There are few submissions that I dread more than the ‘brilliant comic fantasy novel’. If I’m honest, it’s a pitch that makes my heart sink when I see it, because the pitch is always the same: ‘This is my hilarious comic fantasy novel. All my friends have read it, and they think I’m as funny as Terry Pratchett’. For most of the comic fantasy submission letters I see, that’s the only thing they tell me about the novel.
Some pitches have promised ‘as funny as Terry Pratchett or your money back!’. Some have included funny excerpts from the manuscript to convince me that I hold comedy gold in my hands. One even offered a list of the brilliant one-liners waiting for me when I turned the page. Another hopeful explained in their opening letter they had never read a comic fantasy novel because all the published ones were dreadful (I didn’t ask how they knew), but their submission was different: all their friends had read it, and had declared it better than Terry Pratchett.
There’s a theme to these submissions.
And that’s what’s so frustrating.
. . . so I would like to offer a suggestion. If you have written and plan to submit a comic fantasy novel, don’t tell the editor or agent you’re contacting that ‘it’s as funny as Terry Pratchett’. We have all heard it before, we don’t believe it and – more importantly for you and your submission – if you’ve written a successful novel then the humour is probably not the most important, or most compelling, element of it.

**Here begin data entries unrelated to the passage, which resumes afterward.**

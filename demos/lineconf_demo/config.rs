use std::net::IpAddr;

use regex::Regex;

#[derive(Debug)]
pub struct DemoConfig {
    pub port: i64,
    pub base_url: String,
    pub r#match: Vec<Regex>,
    pub order: Vec<String>,
    pub hosts: Vec<String>,
    pub address: Option<IpAddr>,
}

impl Default for DemoConfig {
    fn default() -> Self {
        Self {
            port: 8080,
            base_url: "http://localhost".into(),
            r#match: Vec::new(),
            order: vec!["deny".into(), "allow".into()],
            hosts: Vec::new(),
            address: None,
        }
    }
}

lineconf::target!(DemoConfig {
    port,
    base_url,
    r#match: list,
    order: list,
    hosts: list,
    address,
});
//! Field dispatch: apply one option line to the target.
//!
//! After the key is resolved to a field, its values go to the first of:
//!
//! 1. a per-field callback from [`Handlers`], keyed by the resolved field
//!    name; errors are marked `(from handler)`;
//! 2. the type handler registered for the field's type descriptor;
//! 3. the slot's own `FromStr` fallback, for `parsed` slots.
//!
//! If none applies the line fails with "don't know how to set fields of the
//! type ...". An unhandled type is always an error, never skipped.
//!
//! List fields append whatever each line produces, so several lines naming
//! the same list accumulate. Other fields are replaced, so the last line
//! wins.

use std::collections::HashMap;
use std::fmt;

use crate::error::{BoxError, FieldError};
use crate::registry::TypeHandler;
use crate::target::Target;

/// A per-field callback. Gets the target and the line's value tokens.
pub type FieldHandler<'a, T> = Box<dyn FnMut(&mut T, &[String]) -> Result<(), BoxError> + 'a>;

/// Per-field callbacks, keyed by resolved field name (e.g. `"BaseURL"`).
///
/// A callback replaces type-based conversion for its field entirely.
pub struct Handlers<'a, T> {
    map: HashMap<String, FieldHandler<'a, T>>,
}

impl<'a, T> Handlers<'a, T> {
    pub fn new() -> Self {
        Self {
            map: HashMap::new(),
        }
    }

    /// Add a callback for `field`, replacing any earlier one.
    pub fn on<F>(mut self, field: &str, handler: F) -> Self
    where
        F: FnMut(&mut T, &[String]) -> Result<(), BoxError> + 'a,
    {
        self.map.insert(field.to_string(), Box::new(handler));
        self
    }

    pub fn contains(&self, field: &str) -> bool {
        self.map.contains_key(field)
    }

    pub fn is_empty(&self) -> bool {
        self.map.is_empty()
    }

    fn get_mut(&mut self, field: &str) -> Option<&mut FieldHandler<'a, T>> {
        self.map.get_mut(field)
    }
}

impl<T> Default for Handlers<'_, T> {
    fn default() -> Self {
        Self::new()
    }
}

impl<T> fmt::Debug for Handlers<'_, T> {
    fn fmt(&self, f: &mut fmt::Formatter<'_>) -> fmt::Result {
        let mut fields: Vec<&String> = self.map.keys().collect();
        fields.sort();
        f.debug_struct("Handlers").field("fields", &fields).finish()
    }
}

/// Resolve `key` and apply `values` to the matching field of `target`.
pub(crate) fn dispatch<T, L>(
    target: &mut T,
    key: &str,
    values: &[String],
    handlers: &mut Handlers<'_, T>,
    lookup: L,
) -> Result<(), FieldError>
where
    T: Target,
    L: Fn(&str) -> Option<TypeHandler>,
{
    let field = target.resolve(key)?;

    if let Some(callback) = handlers.get_mut(&field) {
        tracing::trace!(%key, %field, "dispatching to field callback");
        return callback(target, values).map_err(FieldError::Handler);
    }

    let Some(slot) = target.slot(&field) else {
        return Err(FieldError::UnknownOption {
            key: key.to_string(),
            candidates: vec![field],
        });
    };

    match lookup(slot.descriptor()) {
        Some(handler) => {
            tracing::trace!(%key, %field, descriptor = slot.descriptor(), "dispatching to type handler");
            let value = handler(values)?;
            slot.assign(value)
        }
        None => {
            tracing::trace!(%key, %field, descriptor = slot.descriptor(), "no type handler, trying fallback");
            slot.fallback(values)
        }
    }
}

I appreciate that this sounds scary. I’ve just taken away the two most obvious selling points – but bear with me. Pratchett’s novels are so successful because (among other reasons) he has written a collection of fabulous, endearing characters in an amazing, entertaining, often surprising world. And he tells a great story. The same is true of Robert Rankin and Tom Holt, both brilliant authors writing in a comic mode, and I suspect that their plots and characters are as key, if not more so, to hooking readers as their humour is. The comedy is only one of the things we read their novels for. And so my second suggestion: think about your novel, your characters and your story. They should be the heart of your project and, however funny your writing, it’s your story which will keep readers coming back for more. So focus a little more on the ‘fantasy’ instead of the ‘comic’, more on the narrative than on the way you have written it, and you might find you are pleasantly surprised by the results.